SulfAtlas (https://sulfatlas.sb-roscoff.fr/) is a knowledge-based resource dedicated to a sequence-based classification of sulfatases. Currently four sulfatase families exist (S1-S4) and the largest family (S1, formylglycine-dependent sulfatases) is divided into subfamilies by a phylogenetic approach, each subfamily corresponding to either a single characterized specificity (or few specificities in some cases) or to unknown substrates. Sequences are linked to their biochemical and structural information according to an expert scrutiny of the available literature. Database browsing was initially made possible both through a keyword search engine and a specific sequence similarity (BLAST) server. In this article, we will briefly summarize the experimental progresses in the sulfatase field in the last 6 years. To improve and speed up the (sub)family assignment of sulfatases in (meta)genomic data, we have developed a new, freely-accessible search engine using Hidden Markov model (HMM) for each (sub)family. This new tool (SulfAtlas HMM) is also a key part of the internal pipeline used to regularly update the database. SulfAtlas resource has indeed significantly grown since its creation in 2016, from 4550 sequences to 162 430 sequences in August 2022.

Figure 1.

Example of a result page of the SulfAtlas HHM server. Data input are protein sequences in FASTA format. They can be copied-pasted or uploaded as a file (with a size limit of 50MB). The results can be obtained directly online or be sent by e-mail. As an example, here results are shown for the complete proteome of Zobellia galactanivorans Dsij^T (4582 proteins). 72 hits were found (71 sulfatases and 1 pseudo-gene) which is consistent with previous genomic analyses (46).

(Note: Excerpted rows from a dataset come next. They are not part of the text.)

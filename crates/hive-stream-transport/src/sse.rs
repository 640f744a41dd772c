//! Server-Sent-Events decoding into stream frames.

use bytes::Bytes;
use eventsource_stream::Eventsource;
use futures::{Stream, StreamExt};
use hive_stream_core::{FrameStream, StreamFrame, TransportError};

/// Event name assumed when the server omits one.
const DEFAULT_EVENT: &str = "message";

/// Decode an SSE byte stream into frames.
///
/// Undecodable payloads surface as [`TransportError::Decode`] items; the
/// stream continues past them.
pub fn frame_stream<S, E>(byte_stream: S) -> FrameStream
where
    S: Stream<Item = Result<Bytes, E>> + Send + 'static,
    E: std::error::Error + Send + 'static,
{
    byte_stream
        .map(|result| result.map_err(|e| std::io::Error::other(e.to_string())))
        .eventsource()
        .map(|result| match result {
            Ok(event) => {
                let name = if event.event.is_empty() {
                    DEFAULT_EVENT
                } else {
                    event.event.as_str()
                };
                StreamFrame::from_sse(name, &event.data).map_err(|e| {
                    tracing::warn!(event = name, "undecodable frame: {e}");
                    TransportError::Decode(e.to_string())
                })
            }
            Err(e) => Err(TransportError::Stream(e.to_string())),
        })
        .boxed()
}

Data processing took 2 minutes and 45 seconds.

Figure 2.

Home page of the internal web-based curation tool. The updated pipeline automatically feeds the curation tool with candidate sulfatase sequences with uncertain status. Details of HMM and BLAST results are provided for each candidate sequence. The figure shows the results for the S1_7 subfamily. Three sequences are highlighted as example cases: (i) green box (UniProt: A0A086XT05_9RHOB): the HMM and BLAST analyses concur to an S1_7 assignation, but with HMM score slightly below 300 (248.5). Manual verification confirmed that this sequence contained a complete S1_7 sulfatase module but also hemolysin-type calcium-binding regions, explaining its larger size (775 residues). The S1_7 subfamily was thus confirmed in the ‘Select Family’ menu and saved with the ‘Action’ button. (ii) red box (A0A090XCV4_IXORI): the query is a very short sequence (93 residues) and is thus a sulfatase fragment (pseudo-gene or incorrectly predicted ORF) and is definitively rejected. (iii) blue box (A0A0B5GH05_9EURY): this sequence has the correct size to be a functional S1 sulfatase (472 residues) but the HMM and BLAST analyses do not concur on the same subfamily assignment (S1_7 and S1_64). Therefore, this sulfatase is currently orphan and may be a seed for a future new subfamily. For now, it is assigned to the S1_NC subfamily.